Faster payout controls
Offering faster payouts to new businesses presents a risk, so approach it cautiously. To mitigate that risk, we recommend that you implement controls to turn off faster payouts availability if you see an influx of fraud.
Offer faster payouts availability to connected accounts only after they meet a defined trust level, for example:
- More than 60 days of processing
- Greater than 2,000 USD lifetime total volume
- Less than 3% chargeback or return rate
- Offer T+1 faster payouts to connected accounts before graduating them to T+0 faster payouts
- While limiting faster payouts availability to trusted connected accounts helps mitigate fraud at signup, it doesn’t remove the possibility of fraud on account takeovers (ATO) or good-merchant-gone-bad (GMGB) accounts. It’s important to have alerts in place to trigger on businesses who display anomalous charge patterns usually indicative of ATO or GMGB (a spike in processing volume or a shift in average transaction size, sometimes affiliated with change in bank account or login).
ACH debit controls
Originating ACH debits through Treasury InboundTransfers presents an elevated risk of fraud because they’re pull payments. That means that Treasury account holders input customer details and pull funds from the customer’s account, rather than the customer pushing funds from their own account. Because of the elevated risk profile, we suggest a number of risk mitigation efforts for originated ACH debit:
- Make sure that the business in question has permission to debit funds from a bank account and that the account is verified. Read more about ACH Debit authorization and verification.
- For ACH debit, funds can be returned for a number of reasons, ranging from fraud to insufficient funds. Most failures (for example, insufficient funds or an invalid account) occur within 4 business days of their post date, so it’s important to make sure that connected accounts that haven’t built trust yet aren’t paid out funds prior to this initial settlement period passing.
- Given the elevated risk profile of ACH debit, you need to either restrict access to trusted connected accounts or place strict limits and monitor use to identify fraudulent actors. For example, new accounts might have their ACH debit limited to a transaction size of 2,000 USD and a weekly limit of 5,000 USD to start out. As more trust builds with connected accounts, you can increase these limits alongside their business growth.
Fraud remediation checklist
When you suspect fraud, taking the appropriate actions to minimize financial loss and further fraudulent activity is extremely important.
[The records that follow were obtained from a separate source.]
// SPDX-License-Identifier: MIT OR Apache-2.0
//! Provider clients: the trait and the OpenAI-compatible HTTP implementation.

use crate::ProviderError;
use async_trait::async_trait;
use chrono::Utc;
use futures::StreamExt;
use helm_core::{ChatMessage, CostBreakdown, Role, TokenUsage};
use serde::{Deserialize, Serialize};
use serde_json::{Value, json};
use std::time::Duration;
use tokio::sync::mpsc;

/// A chat request as the provider sees it.
#[derive(Debug, Clone)]
pub struct ChatRequest {
    /// System prompt, when present.
    pub system: Option<String>,
    /// Prior turns.
    pub history: Vec<ChatMessage>,
    /// Current user message.
    pub user: String,
    /// Bare model name (no provider prefix).
    pub model: String,
    /// Sampling temperature.
    pub temperature: Option<f64>,
    /// Output token cap.
    pub max_tokens: Option<u64>,
}

impl ChatRequest {
    fn messages_payload(&self) -> Vec<Value> {
        let mut messages = Vec::new();
        if let Some(system) = &self.system {
            messages.push(json!({"role": "system", "content": system}));
        }
        for turn in &self.history {
            let mut msg = json!({"role": turn.role.as_str(), "content": turn.content});
            if turn.role == Role::Tool
                && let Some(id) = &turn.tool_call_id
            {
                msg["tool_call_id"] = json!(id);
            }
            messages.push(msg);
        }
        messages.push(json!({"role": "user", "content": self.user}));
        messages
    }
}

/// A completed (non-streaming) provider response.
#[derive(Debug, Clone)]
pub struct RawCompletion {
    /// Assistant text content (empty when the turn is tool-calls only).
    pub content: String,
    /// The raw assistant message, preserved so the tool arbiter can parse
    /// either tool-call encoding out of it.
    pub raw_message: Value,
    /// Token usage as reported by the provider.
    pub usage: TokenUsage,
}

/// One event in a streaming response.
#[derive(Debug, Clone, PartialEq, Serialize)]
#[serde(tag = "event", rename_all = "snake_case")]
pub enum StreamEvent {
    /// Exactly one, before any chunk.
    Start,
    /// Zero or more text deltas.
    Chunk {
        /// Text delta.
        data: String,
    },
    /// Terminal success event.
    Done {
        /// Usage totals for the stream.
        usage: TokenUsage,
        /// Cost of the stream.
        cost: CostBreakdown,
    },
    /// Terminal failure event.
    Error {
        /// Failure description.
        error: String,
    },
}

/// One model provider.
#[async_trait]
pub trait ProviderClient: Send + Sync {
    /// Provider name (`openai`, `anthropic`, …).
    fn name(&self) -> &str;

    /// One chat completion.
    async fn complete(&self, request: &ChatRequest) -> Result<RawCompletion, ProviderError>;

    /// Stream a chat completion as text deltas into `tx`. The caller wraps
    /// the deltas in [`StreamEvent`]s; implementations send raw text and
    /// return final usage.
    async fn stream(
        &self,
        request: &ChatRequest,
        tx: mpsc::Sender<String>,
    ) -> Result<TokenUsage, ProviderError>;
}

// ---------------------------------------------------------------------------
// OpenAI-compatible implementation
// ---------------------------------------------------------------------------

#[derive(Debug, Deserialize)]
struct ChatResponse {
    choices: Vec<ChatChoice>,
    #[serde(default)]
    usage: Option<WireUsage>,
}

#[derive(Debug, Deserialize)]
struct ChatChoice {
    message: Value,
}

#[derive(Debug, Default, Deserialize)]
struct WireUsage {
    #[serde(default)]
    prompt_tokens: u64,
    #[serde(default)]
    completion_tokens: u64,
}

impl WireUsage {
    fn into_usage(self) -> TokenUsage {
        TokenUsage::new(self.prompt_tokens, self.completion_tokens)
    }
}

/// Chat client for any OpenAI-compatible `/chat/completions` endpoint.
pub struct OpenAiCompatClient {
    name: String,
    base_url: String,
    api_key: String,
    http: reqwest::Client,
}

impl std::fmt::Debug for OpenAiCompatClient {
    fn fmt(&self, f: &mut std::fmt::Formatter<'_>) -> std::fmt::Result {
        f.debug_struct("OpenAiCompatClient")
            .field("name", &self.name)
            .field("base_url", &self.base_url)
            .finish_non_exhaustive()
    }
}

impl OpenAiCompatClient {
    /// Build a client for `name` at `base_url` with `api_key`.
    #[must_use]
    pub fn new(name: impl Into<String>, base_url: impl Into<String>, api_key: impl Into<String>) -> Self {
        let http = reqwest::Client::builder()
            .timeout(Duration::from_secs(300))
            .connect_timeout(Duration::from_secs(10))
            .build()
            .unwrap_or_default();
        Self {
            name: name.into(),
            base_url: base_url.into().trim_end_matches('/').to_string(),
            api_key: api_key.into(),
            http,
        }
    }

    fn request_body(&self, request: &ChatRequest, stream: bool) -> Value {
        let mut body = json!({
            "model": request.model,
            "messages": request.messages_payload(),
            "stream": stream,
        });
        if let Some(t) = request.temperature {
            body["temperature"] = json!(t);
        }
        if let Some(max) = request.max_tokens {
            body["max_tokens"] = json!(max);
        }
        body
    }

    async fn post(
        &self,
        request: &ChatRequest,
        stream: bool,
    ) -> Result<reqwest::Response, ProviderError> {
        if self.api_key.is_empty() {
            return Err(ProviderError::MissingKey(self.name.clone()));
        }
        let url = format!("{}/chat/completions", self.base_url);
        let response = self
            .http
            .post(&url)
            .bearer_auth(&self.api_key)
            .json(&self.request_body(request, stream))
            .send()
            .await
            .map_err(|e|

                if e.is_timeout() {
                    ProviderError::Timeout {
                        provider: self.name.clone(),
                        message: format!("request timed out at {}", Utc::now().to_rfc3339()),
                    }
                } else {
                    ProviderError::Upstream {
                        provider: self.name.clone(),
                        message: format!("network: {e}"),
                    }
                }
            )?;

        let status = response.status();
        if !status.is_success() {
            let body = response.text().await.unwrap_or_default();
            let excerpt: String = body.chars().take(300).collect();
            return Err(ProviderError::Upstream {
                provider: self.name.clone(),
                message: format!("HTTP {status}: {excerpt}"),
            });
        }
        Ok(response)
    }
}

#[async_trait]
impl ProviderClient for OpenAiCompatClient {
    fn name(&self) -> &str {
        &self.name
    }

    async fn complete(&self, request: &ChatRequest) -> Result<RawCompletion, ProviderError> {
        let response = self.post(request, false).await?;
        let payload: ChatResponse = response.json().await.map_err(|e| ProviderError::BadResponse {
            provider: self.name.clone(),
            message: e.to_string(),
        })?;

        let message = payload
            .choices
            .into_iter()
            .next()
            .map(|c| c.message)
            .ok_or_else(|| ProviderError::BadResponse {
                provider: self.name.clone(),
                message: "response has no choices".to_string(),
            })?;
        let content = message
            .get("content")
            .and_then(Value::as_str)
            .unwrap_or_default()
            .to_string();

        Ok(RawCompletion {
            content,
            raw_message: message,
            usage: payload.usage.unwrap_or_default().into_usage(),
        })
    }

    async fn stream(
        &self,
        request: &ChatRequest,
        tx: mpsc::Sender<String>,
    ) -> Result<TokenUsage, ProviderError> {
        let response = self.post(request, true).await?;

        // SSE framing: "data: {...}\n\n" per event, "data: [DONE]" terminal.
        let mut usage = TokenUsage::default();
        let mut completion_chars: u64 = 0;
        let mut buffer = String::new();
        let mut bytes = response.bytes_stream();

        while let Some(chunk) = bytes.next().await {
            let chunk = chunk.map_err(|e| ProviderError::Upstream {
                provider: self.name.clone(),
                message: format!("stream read: {e}"),
            })?;
            buffer.push_str(&String::from_utf8_lossy(&chunk));

            while let Some(newline) = buffer.find('\n') {
                let line = buffer[..newline].trim().to_string();
                buffer.drain(..=newline);
                let Some(data) = line.strip_prefix("data:") else {
                    continue;
                };
                let data = data.trim();
                if data.is_empty() || data == "[DONE]" {
                    continue;
                }
                let Ok(frame) = serde_json::from_str::<Value>(data) else {
                    continue;
                };
                if let Some(wire) = frame.get("usage")
                    && !wire.is_null()
                    && let Ok(parsed) = serde_json::from_value::<WireUsage>(wire.clone())
                {
                    usage = parsed.into_usage();
                }
                let delta = frame
                    .pointer("/choices/0/delta/content")
                    .and_then(Value::as_str)
                    .unwrap_or_default();
                if !delta.is_empty() {
                    completion_chars += delta.chars().count() as u64;
                    if tx.send(delta.to_string()).await.is_err() {
                        // Receiver dropped: the client disconnected.
                        return Err(ProviderError::Cancelled);
                    }
                }
            }
        }

        // Providers that omit stream usage get a character-based estimate.
        if usage.total_tokens == 0 {
            usage = TokenUsage::new(
                helm_core::estimate_tokens(&request.user),
                completion_chars.div_ceil(4),
            );
        }
        Ok(usage)
    }
}

/// Default base URL for a known provider name.
#[must_use]
pub fn default_base_url(provider: &str) -> Option<&'static str> {
    match provider {
        "openai" => Some("https://api.openai.com/v1"),
        "openrouter" => Some("https://openrouter.ai/api/v1"),
        "anthropic" => Some("https://api.anthropic.com/v1"),
        _ => None,
    }
}

#[cfg(test)]
mod tests {
    use super::*;
    use wiremock::matchers::{method, path};
    use wiremock::{Mock, MockServer, ResponseTemplate};

    fn request(model: &str) -> ChatRequest {
        ChatRequest {
            system: Some("be brief".to_string()),
            history: vec![ChatMessage::new(Role::Assistant, "earlier")],
            user: "hello".to_string(),
            model: model.to_string(),
            temperature: Some(0.2),
            max_tokens: Some(256),
        }
    }

    #[tokio::test]
    async fn complete_parses_content_and_usage() {
        let server = MockServer::start().await;
        Mock::given(method("POST"))
            .and(path("/chat/completions"))
            .respond_with(ResponseTemplate::new(200).set_body_json(json!({
                "choices": [{"message": {"role": "assistant", "content": "hi there"}}],
                "usage": {"prompt_tokens": 12, "completion_tokens": 3},
            })))
            .mount(&server)
            .await;

        let client = OpenAiCompatClient::new("openai", server.uri(), "sk-test");
        let completion = client.complete(&request("gpt-4o-mini")).await.unwrap();
        assert_eq!(completion.content, "hi there");
        assert_eq!(completion.usage.prompt_tokens, 12);
        assert_eq!(completion.usage.total_tokens, 15);
    }

    #[tokio::test]
    async fn non_2xx_is_an_upstream_error_with_status() {
        let server = MockServer::start().await;
        Mock::given(method("POST"))
            .and(path("/chat/completions"))
            .respond_with(ResponseTemplate::new(503).set_body_string("overloaded"))
            .mount(&server)
            .await;

        let client = OpenAiCompatClient::new("openai", server.uri(), "sk-test");
        let err = client.complete(&request("gpt-4o-mini")).await.unwrap_err();
        assert!(err.is_retryable());
        assert!(err.to_string().contains("503"));
    }

    #[tokio::test]
    async fn stream_reassembles_sse_deltas() {
        let server = MockServer::start().await;
        let body = concat!(
            "data: {\"choices\":[{\"delta\":{\"content\":\"Hel\"}}]}\n\n",
            "data: {\"choices\":[{\"delta\":{\"content\":\"lo\"}}]}\n\n",
            "data: {\"choices\":[{\"delta\":{}}],\"usage\":{\"prompt_tokens\":5,\"completion_tokens\":2}}\n\n",
            "data: [DONE]\n\n",
        );
        Mock::given(method("POST"))
            .and(path("/chat/completions"))
            .respond_with(ResponseTemplate::new(200).set_body_string(body))
            .mount(&server)
            .await;

        let client = OpenAiCompatClient::new("openai", server.uri(), "sk-test");
        let (tx, mut rx) = mpsc::channel(16);
        let usage = client.stream(&request("gpt-4o-mini"), tx).await.unwrap();

        let mut text = String::new();
        while let Some(delta) = rx.recv().await {
            text.push_str(&delta);
        }
        assert_eq!(text, "Hello");
        assert_eq!(usage.prompt_tokens, 5);
        assert_eq!(usage.completion_tokens, 2);
    }

    #[tokio::test]
    async fn stream_without_usage_estimates() {
        let server = MockServer::start().await;
        let body = concat!(
            "data: {\"choices\":[{\"delta\":{\"content\":\"four char\"}}]}\n\n",
            "data: [DONE]\n\n",
        );
        Mock::given(method("POST"))
            .and(path("/chat/completions"))
            .respond_with(ResponseTemplate::new(200).set_body_string(body))
            .mount(&server)
            .await;

        let client = OpenAiCompatClient::new("openai", server.uri(), "sk-test");
        let (tx, mut rx) = mpsc::channel(16);
        let usage = client.stream(&request("gpt-4o-mini"), tx).await.unwrap();
        while rx.recv().await.is_some() {}
        assert!(usage.total_tokens > 0);
    }

    #[tokio::test]
    async fn empty_key_fails_before_any_network_io() {
        let client = OpenAiCompatClient::new("openai", "http://127.0.0.1:9", "");
        let err = client.complete(&request("gpt-4o-mini")).await.unwrap_err();
        assert!(matches!(err, ProviderError::MissingKey(_)));
        assert!(!err.is_retryable());
    }

    #[test]
    fn known_providers_have_base_urls() {
        assert!(default_base_url("openai").is_some());
        assert!(default_base_url("anthropic").is_some());
        assert!(default_base_url("nope").is_none());
    }
}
You can think of fraud remediation as two main steps:
- Stop the immediate damage.
- Build long term solutions to mitigate future abuse. Some important steps you can take when you identify fraud include the following:
- Make sure all funds flows and money movement are blocked for the account in question. For example, set the
outbound_
andflows inbound_
features toflows restricted
. - Determine why the account in question wasn’t identified by fraud and risk controls and make sure that additional controls are put in place. When fraudsters identify a gap in risk systems, they continue to try to exploit this gap until it’s successfully fixed.
- Identify any other accounts attempting similar fraudulent behavior. As mentioned previously, fraudulent actors will continue to exploit gaps as long as they exist, and will try to do so at scale to maximize their return. When you identify one case of fraud, it’s important to make sure that the same type of fraud isn’t occurring on other accounts, and that the perpetrator doesn’t simply create a new account and repeat the same actions. Doing so allows you to potentially get ahead of lagging signals, such as disputes, and disincentivize fraudulent actors from returning by minimizing their gains.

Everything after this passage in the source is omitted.